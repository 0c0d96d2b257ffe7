//! Dashboard view state machine (idle/loading/displaying/error).
//!
//! Every search is tagged with a request id. Only the completion carrying the
//! id currently awaited may leave `Loading`, so an older response that lands
//! after a newer search was started is dropped instead of overwriting it.

/// Identifier handed out per search, strictly increasing.
pub type RequestId = u64;

/// What the dashboard is currently showing.
#[derive(Debug, Clone, Copy, PartialEq, Eq, Default)]
pub enum ViewState {
    #[default]
    Idle,
    Loading {
        request_id: RequestId,
    },
    Displaying,
    ErrorShown,
}

/// Outcome of feeding a fetch completion into the machine.
#[derive(Debug, Clone, Copy, PartialEq, Eq)]
pub enum Completion {
    /// The completion matched the pending request and the state moved on.
    Applied(ViewState),
    /// The completion belongs to a superseded request; nothing changed.
    Stale,
}

impl ViewState {
    /// True while a request is in flight.
    pub fn is_loading(self) -> bool {
        matches!(self, ViewState::Loading { .. })
    }

    /// Request id the dashboard is waiting on, if any.
    pub fn pending_request(self) -> Option<RequestId> {
        match self {
            ViewState::Loading { request_id } => Some(request_id),
            _ => None,
        }
    }

    /// State after the user starts a search. Allowed from every state; an
    /// in-flight request is superseded rather than awaited.
    pub fn begin_search(self, request_id: RequestId) -> Self {
        ViewState::Loading { request_id }
    }

    /// State after a search with blank input.
    pub fn reject_input(self) -> Self {
        ViewState::ErrorShown
    }

    /// State after a fetch for `request_id` finished.
    pub fn on_fetch_done(self, request_id: RequestId, succeeded: bool) -> Completion {
        match self {
            ViewState::Loading { request_id: pending } if pending == request_id => {
                Completion::Applied(if succeeded {
                    ViewState::Displaying
                } else {
                    ViewState::ErrorShown
                })
            }
            _ => Completion::Stale,
        }
    }
}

════════════════════

Copy each line holding "PartialEq" from the material above.

#[derive(Debug, Clone, Copy, PartialEq, Eq, Default)]
#[derive(Debug, Clone, Copy, PartialEq, Eq)]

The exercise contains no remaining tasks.